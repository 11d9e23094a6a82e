//! Header and top-level assembly for the SWC backend

use std::collections::BTreeSet;

use dualgen_core::lang::keywords;
use dualgen_core::lang::modules::{self, BuiltinModuleId};

use super::SwcCodegen;
use super::visitors::Lifecycle;
use crate::backend::Backend;
use crate::backend::detection::SupportMarker;
use crate::backend::emitter::{CodeWriter, comma_list};
use crate::backend::errors::{CodegenError, CodegenResult};
use crate::backend::visitors::VisitorPlan;
use crate::ir::{IrItem, IrTopLevel, IrType};

impl SwcCodegen<'_> {
    pub(crate) fn emit_program(&mut self, markers: &BTreeSet<SupportMarker>) -> CodegenResult<String> {
        let mut w = self.writer();
        if let Some(header) = self.header_comment() {
            w.line(&header);
        }
        self.emit_uses(&mut w, markers);

        let program = self.program;
        match &program.decl {
            IrTopLevel::Plugin(plugin) | IrTopLevel::Writer(plugin) => {
                self.locals.push();
                self.locals.declare("self", Some(IrType::named(plugin.name.clone())));
                for item in &plugin.items {
                    self.declaration(&mut w, item)?;
                }
                let plan = VisitorPlan::from_items(&plugin.items);
                self.warnings.extend(plan.warnings.iter().cloned());
                w.blank_line();
                self.visitor_struct(&mut w, &plugin.name, &plan)?;
                w.blank_line();
                let lifecycle = Lifecycle {
                    pre: plan.pre_hook.is_some(),
                    exit: plan.exit_hook.is_some() && !self.is_writer(),
                };
                self.visitor_impl(&mut w, &plugin.name, &plan, lifecycle)?;
                self.locals.pop();
            }
            IrTopLevel::Module(module) => {
                for item in &module.items {
                    match item {
                        IrItem::Function(f) => {
                            w.blank_line();
                            self.function(&mut w, f, false)?;
                        }
                        IrItem::PreHook(f) | IrItem::ExitHook(f) => {
                            return Err(CodegenError::unsupported(
                                format!("lifecycle hook `{}` in module `{}`", f.name, module.name),
                                Backend::Swc,
                                f.span,
                            ));
                        }
                        _ => self.declaration(&mut w, item)?,
                    }
                }
            }
        }

        for hoisted in std::mem::take(&mut self.hoisted) {
            w.blank_line();
            w.write(&hoisted);
        }
        // sections open with a blank line; none before the first
        let code = w.finish();
        Ok(code.trim_start_matches('\n').to_string())
    }

    fn emit_uses(&self, w: &mut CodeWriter, markers: &BTreeSet<SupportMarker>) {
        let mut lines = Vec::new();
        if !matches!(self.program.decl, IrTopLevel::Module(_)) {
            lines.push("use swc_core::ecma::ast::*;".to_string());
        }
        if markers.contains(&SupportMarker::VisitMutImport) {
            lines.push("use swc_core::ecma::visit::{VisitMut, VisitMutWith};".to_string());
        }
        if markers.contains(&SupportMarker::VisitImport) {
            lines.push("use swc_core::ecma::visit::{Visit, VisitWith};".to_string());
        }
        if markers.contains(&SupportMarker::SpanImport) {
            lines.push("use swc_core::common::{SyntaxContext, DUMMY_SP};".to_string());
        }
        if markers.contains(&SupportMarker::TakeImport) {
            lines.push("use swc_core::common::util::take::Take;".to_string());
        }
        if markers.contains(&SupportMarker::HashMapImport) {
            lines.push("use std::collections::HashMap;".to_string());
        }
        if markers.contains(&SupportMarker::HashSetImport) {
            lines.push("use std::collections::HashSet;".to_string());
        }
        for (marker, id) in [
            (SupportMarker::FsImport, BuiltinModuleId::Fs),
            (SupportMarker::PathImport, BuiltinModuleId::Path),
            (SupportMarker::SerdeJsonImport, BuiltinModuleId::Json),
        ] {
            if markers.contains(&marker) {
                lines.push(format!("{};", modules::info_for(id).swc_use));
            }
        }
        if markers.contains(&SupportMarker::SerdeImport) {
            lines.push("use serde::{Deserialize, Serialize};".to_string());
        }

        let mut locals = Vec::new();
        for use_decl in &self.program.uses {
            if modules::from_str(&use_decl.path).is_some() {
                continue;
            }
            let Some(stem) = modules::local_module_name(&use_decl.path) else {
                continue;
            };
            let stem = keywords::escape_rust(stem);
            locals.push(format!("mod {};", stem));
            if let Some(alias) = &use_decl.alias {
                locals.push(format!("use {} as {};", stem, keywords::escape_rust(alias)));
            }
            if !use_decl.imports.is_empty() {
                let imports = comma_list(use_decl.imports.iter().map(|i| keywords::escape_rust(i)));
                locals.push(format!("use {}::{{{}}};", stem, imports));
            }
        }

        if lines.is_empty() && locals.is_empty() {
            return;
        }
        w.blank_line();
        w.lines(lines.iter().map(String::as_str));
        if !locals.is_empty() {
            if !lines.is_empty() {
                w.blank_line();
            }
            w.lines(locals.iter().map(String::as_str));
        }
    }

    /// Structs, enums and impls; functions and hooks are placed by the caller.
    fn declaration(&mut self, w: &mut CodeWriter, item: &IrItem) -> CodegenResult<()> {
        match item {
            IrItem::Struct(s) => {
                w.blank_line();
                self.struct_decl(w, s)
            }
            IrItem::Enum(e) => {
                w.blank_line();
                self.enum_decl(w, e)
            }
            IrItem::Impl(i) => {
                w.blank_line();
                self.impl_decl(w, i)
            }
            IrItem::Function(_) | IrItem::PreHook(_) | IrItem::ExitHook(_) => Ok(()),
        }
    }
}

#[cfg(test)]
mod tests {
    use super::*;
    use crate::backend::detection::detect;
    use crate::config::CodegenConfig;
    use crate::ir::{IrBlock, IrFunction, IrParam, IrPlugin, IrProgram, IrType, IrUse};

    fn generate(program: &IrProgram) -> String {
        let detection = detect(program);
        let config = CodegenConfig::default();
        SwcCodegen::new(program, &detection, &config)
            .generate()
            .expect("swc output")
            .code
    }

    #[test]
    fn test_local_module_use() {
        let visit = IrFunction::new(
            "visit_call_expression",
            vec![IrParam::new("node", IrType::named("CallExpression"))],
            IrBlock::default(),
        );
        let program = IrProgram::new(IrTopLevel::Plugin(IrPlugin::new("P", vec![IrItem::Function(visit)])))
            .with_use(IrUse::new("./helpers.lux").with_imports(["escape_string"]));
        let code = generate(&program);
        assert!(code.contains("mod helpers;\nuse helpers::{escape_string};\n"), "{}", code);
        assert!(code.contains("use swc_core::ecma::visit::{VisitMut, VisitMutWith};"));
    }

    #[test]
    fn test_empty_plugin_layout() {
        let program = IrProgram::new(IrTopLevel::Plugin(IrPlugin::new("Empty", vec![])));
        let code = generate(&program);
        assert!(code.starts_with("// Generated by dualgen from `Empty`. Do not edit.\n\nuse swc_core::ecma::ast::*;\n"));
        assert!(code.contains("pub struct Empty;\n"));
        assert!(code.trim_end().ends_with("impl VisitMut for Empty {\n}"), "{}", code);
    }
}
┄┄┄┄┄┄┄┄┄┄
(ACTION ITEM)
Lines from the top of the data above through the line with "IrItem::PreHook(f) | IrItem::ExitHook(f)", both ends included: copy them exactly, nothing more.

(ANSWER SPACE)
repository 11d9e23094a6a82e
//! Header and top-level assembly for the SWC backend

use std::collections::BTreeSet;

use dualgen_core::lang::keywords;
use dualgen_core::lang::modules::{self, BuiltinModuleId};

use super::SwcCodegen;
use super::visitors::Lifecycle;
use crate::backend::Backend;
use crate::backend::detection::SupportMarker;
use crate::backend::emitter::{CodeWriter, comma_list};
use crate::backend::errors::{CodegenError, CodegenResult};
use crate::backend::visitors::VisitorPlan;
use crate::ir::{IrItem, IrTopLevel, IrType};

impl SwcCodegen<'_> {
    pub(crate) fn emit_program(&mut self, markers: &BTreeSet<SupportMarker>) -> CodegenResult<String> {
        let mut w = self.writer();
        if let Some(header) = self.header_comment() {
            w.line(&header);
        }
        self.emit_uses(&mut w, markers);

        let program = self.program;
        match &program.decl {
            IrTopLevel::Plugin(plugin) | IrTopLevel::Writer(plugin) => {
                self.locals.push();
                self.locals.declare("self", Some(IrType::named(plugin.name.clone())));
                for item in &plugin.items {
                    self.declaration(&mut w, item)?;
                }
                let plan = VisitorPlan::from_items(&plugin.items);
                self.warnings.extend(plan.warnings.iter().cloned());
                w.blank_line();
                self.visitor_struct(&mut w, &plugin.name, &plan)?;
                w.blank_line();
                let lifecycle = Lifecycle {
                    pre: plan.pre_hook.is_some(),
                    exit: plan.exit_hook.is_some() && !self.is_writer(),
                };
                self.visitor_impl(&mut w, &plugin.name, &plan, lifecycle)?;
                self.locals.pop();
            }
            IrTopLevel::Module(module) => {
                for item in &module.items {
                    match item {
                        IrItem::Function(f) => {
                            w.blank_line();
                            self.function(&mut w, f, false)?;
                        }
                        IrItem::PreHook(f) | IrItem::ExitHook(f) => {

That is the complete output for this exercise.